[Date Prev][Date Next][Thread Prev][Thread Next][Date Index][Thread Index]

RF, mice and lymphoma



John Moulder makes excellent points about the significance of using
cancer-prone vs normal mice. It's a point consistently ignored in policy
evaluation when applied to the IR studies, eg, the supposed lack of
reproducibility in the 70's of the beneficial effects seen in the '40s-'50s
studies (and even that is a small effect compared to "in the wild" animals).
Cancer-prone animals are immune deficient.

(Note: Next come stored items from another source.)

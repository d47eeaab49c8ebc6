//! Basic CLI E2E tests.
//!
//! Tests invoke the built binary with HOME pointed at a temp dir so the user
//! config is never touched.

use std::path::Path;
use std::process::Command;

const BANK: &str = r#"
[[modules]]
id = "alpha"
title = "Alpha"

[[modules.questions]]
prompt = "First?"
options = ["yes", "no"]
correct_answer = "yes"

[[modules.questions]]
prompt = "Second?"
options = ["yes", "no"]
correct_answer = "no"

[[modules]]
id = "beta"
title = "Beta"

[[modules.questions]]
prompt = "Third?"
options = ["up", "down"]
correct_answer = "up"
"#;

/// Run a CLI command and return (stdout, stderr, exit code).
fn run_cli(home: &Path, args: &[&str]) -> (String, String, i32) {
    let output = Command::new(env!("CARGO_BIN_EXE_examsim"))
        .args(args)
        .env("HOME", home)
        .env_remove("EXAMSIM_ENV")
        .env_remove("RUST_LOG")
        .output()
        .expect("Failed to execute CLI command");

    let stdout = String::from_utf8_lossy(&output.stdout).to_string();
    let stderr = String::from_utf8_lossy(&output.stderr).to_string();
    let code = output.status.code().unwrap_or(-1);

    (stdout, stderr, code)
}

fn write(dir: &Path, name: &str, content: &str) -> String {
    let path = dir.join(name);
    std::fs::write(&path, content).unwrap();
    path.to_string_lossy().to_string()
}

#[test]
fn test_grade_prints_tier() {
    let home = tempfile::tempdir().unwrap();
    let (stdout, _, code) = run_cli(home.path(), &["grade", "67"]);
    assert_eq!(code, 0);

    let json: serde_json::Value = serde_json::from_str(&stdout).unwrap();
    assert_eq!(json["grade"]["tier"], "practitioner");
    assert_eq!(json["grade"]["is_passing"], true);
    assert_eq!(json["is_certificate_eligible"], false);
}

#[test]
fn test_grade_rejects_out_of_range() {
    let home = tempfile::tempdir().unwrap();
    let (_, stderr, code) = run_cli(home.path(), &["grade", "101"]);
    assert_eq!(code, 1);
    assert!(stderr.contains("error:"));
}

#[test]
fn test_modules_lists_sample_bank() {
    let home = tempfile::tempdir().unwrap();
    let (stdout, _, code) = run_cli(home.path(), &["modules", "--json"]);
    assert_eq!(code, 0);

    let rows: Vec<serde_json::Value> = serde_json::from_str(&stdout).unwrap();
    let ids: Vec<&str> = rows.iter().map(|r| r["id"].as_str().unwrap()).collect();
    assert_eq!(ids, ["assessment", "development", "strategies"]);
}

#[test]
fn test_replay_script_produces_final_report() {
    let home = tempfile::tempdir().unwrap();
    let bank = write(home.path(), "bank.toml", BANK);
    let script = write(
        home.path(),
        "script.json",
        r#"[
            {"intent": "start_module", "module_id": "alpha"},
            {"intent": "select_option", "option": "yes"},
            {"intent": "skip_feedback"},
            {"intent": "select_option", "option": "no"},
            {"intent": "skip_feedback"},
            {"intent": "go_to_next_module"},
            {"intent": "tick", "ticks": 20},
            {"intent": "view_certificate"}
        ]"#,
    );

    let (stdout, stderr, code) = run_cli(
        home.path(),
        &[
            "replay",
            &script,
            "--bank",
            &bank,
            "--question-ticks",
            "5",
            "--feedback-ticks",
            "2",
        ],
    );
    assert_eq!(code, 0, "stderr: {stderr}");

    let json: serde_json::Value = serde_json::from_str(&stdout).unwrap();
    assert_eq!(json["rejected"].as_array().unwrap().len(), 0);
    assert_eq!(json["snapshot"]["screen"], "certificate");
    assert_eq!(json["report"]["total_correct"], 2);
    assert_eq!(json["report"]["total_questions"], 3);
    assert_eq!(json["report"]["is_complete"], true);
    assert_eq!(json["report"]["grade"]["percentage"], 67);
}

#[test]
fn test_replay_collects_rejected_intents() {
    let home = tempfile::tempdir().unwrap();
    let script = write(
        home.path(),
        "script.json",
        r#"[{"intent": "skip_feedback"}, {"intent": "view_certificate"}]"#,
    );

    let (stdout, _, code) = run_cli(home.path(), &["replay", &script]);
    assert_eq!(code, 0);
    let json: serde_json::Value = serde_json::from_str(&stdout).unwrap();
    assert_eq!(json["rejected"].as_array().unwrap().len(), 2);
    assert_eq!(json["snapshot"]["screen"], "home");
}

#[test]
fn test_replay_strict_fails_on_unknown_module() {
    let home = tempfile::tempdir().unwrap();
    let script = write(
        home.path(),
        "script.json",
        r#"[{"intent": "start_module", "module_id": "nope"}]"#,
    );

    let (_, stderr, code) = run_cli(home.path(), &["replay", &script, "--strict"]);
    assert_eq!(code, 1);
    assert!(stderr.contains("error:"));
    assert!(stderr.contains("nope"));
}

#[test]
fn test_bank_validate() {
    let home = tempfile::tempdir().unwrap();
    let good = write(home.path(), "bank.toml", BANK);
    let (stdout, _, code) = run_cli(home.path(), &["bank", "validate", &good]);
    assert_eq!(code, 0);
    assert!(stdout.contains("2 modules"));

    let bad = write(
        home.path(),
        "bad.toml",
        &BANK.replace(r#"correct_answer = "up""#, r#"correct_answer = "left""#),
    );
    let (_, stderr, code) = run_cli(home.path(), &["bank", "validate", &bad]);
    assert_eq!(code, 1);
    assert!(stderr.contains("error:"));
}

#[test]
fn test_config_set_then_get() {
    let home = tempfile::tempdir().unwrap();
    let (_, _, code) = run_cli(home.path(), &["config", "set", "timing.question_ticks", "30"]);
    assert_eq!(code, 0);

    let (stdout, _, code) = run_cli(home.path(), &["config", "get", "timing.question_ticks"]);
    assert_eq!(code, 0);
    assert_eq!(stdout.trim(), "30");

    let (stdout, _, code) = run_cli(home.path(), &["config", "path"]);
    assert_eq!(code, 0);
    assert!(stdout.trim().ends_with("examsim/config.toml"));

    let (_, stderr, code) = run_cli(home.path(), &["config", "get", "timing.nope"]);
    assert_eq!(code, 1);
    assert!(stderr.contains("unknown key"));
}

#[test]
fn test_replay_rejects_zero_length_countdowns() {
    let home = tempfile::tempdir().unwrap();
    let script = write(home.path(), "script.json", "[]");

    for flag in ["--question-ticks", "--feedback-ticks"] {
        let (stdout, stderr, code) = run_cli(home.path(), &["replay", &script, flag, "0"]);
        assert_ne!(code, 0, "{flag} 0 was accepted");
        assert!(stdout.is_empty());
        assert!(stderr.contains(flag));
    }
}

#[test]
fn test_replay_logs_rejected_steps_at_debug() {
    let home = tempfile::tempdir().unwrap();
    let script = write(
        home.path(),
        "script.json",
        r#"[{"intent": "skip_feedback"}]"#,
    );

    let output = Command::new(env!("CARGO_BIN_EXE_examsim"))
        .args(["replay", &script])
        .env("HOME", home.path())
        .env_remove("EXAMSIM_ENV")
        .env("RUST_LOG", "debug")
        .output()
        .expect("Failed to execute CLI command");

    assert!(output.status.success());
    let stderr = String::from_utf8_lossy(&output.stderr);
    assert!(stderr.contains("replay step rejected"));
}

It's hard to "stimulate" an absent
immune system, although in general it seems to manifest in smaller responses
at more limited exposures in more carefully controlled conditions. (When the
leading scientists of the age, like Bruce Ames and Don Luckey and others, make 
this point about many studies, whether IR or chemical, they are just ignored
by the "regulatory science" interests.) 

Thanks.

Regards, Jim Muckerheide
jmuckerheide@delphi.com
Radiation, Science, and Health, Inc.

> Summary of the Australian RF lymphoma study
> John Moulder (jmoulder@its.mcw.edu)
> Radiation Oncology
> Medical College of Wisconsin
> 
> Source:  MH Repacholi, A Basten et al:  Lymphomas in Eu-Pim1 Transgenic Mice 
> Exposed to Pulsed 900 MHz Electromagnetic Fields. Rad Res 147:631-640, 1997.
> 
> This recently published study reports that lymphoma-prone mice exposed for 18 
> months to intense, but intermittent, radio-frequency fields of the type used 
> by digital mobile phones have an increased incidence of lymphomas.  No 
> increase in incidence of other types of tumors were found.  The field 
> intensities used are above the guidelines for public exposure recommended in 
> the ANSI/IEEE standard, and are far above those that exist in publicly-
> accessible areas near cellular phone and PCS base station antennas.  
> 
> While this study is very interesting, its impact on regulation of RF exposure 
> to the public is quite unclear:
> - It cannot be determined from this study whether lymphomas, or other types of 
> tumors, can be induced in normal (as opposed to cancer-prone) animals by 
> exposure to RF.
> - It cannot be determined from this study what exposure level is required for 
> induction of lymphoma in these mice.  
> 
> Clearly the study will need to be repeated with both normal and lymphoma-prone 
> mice.  If the effect can be replicated, it will be critical to determine the 
> dose-response relationship for lymphoma induction, and whether the effect 
> occurs for other tumors and/or in other species.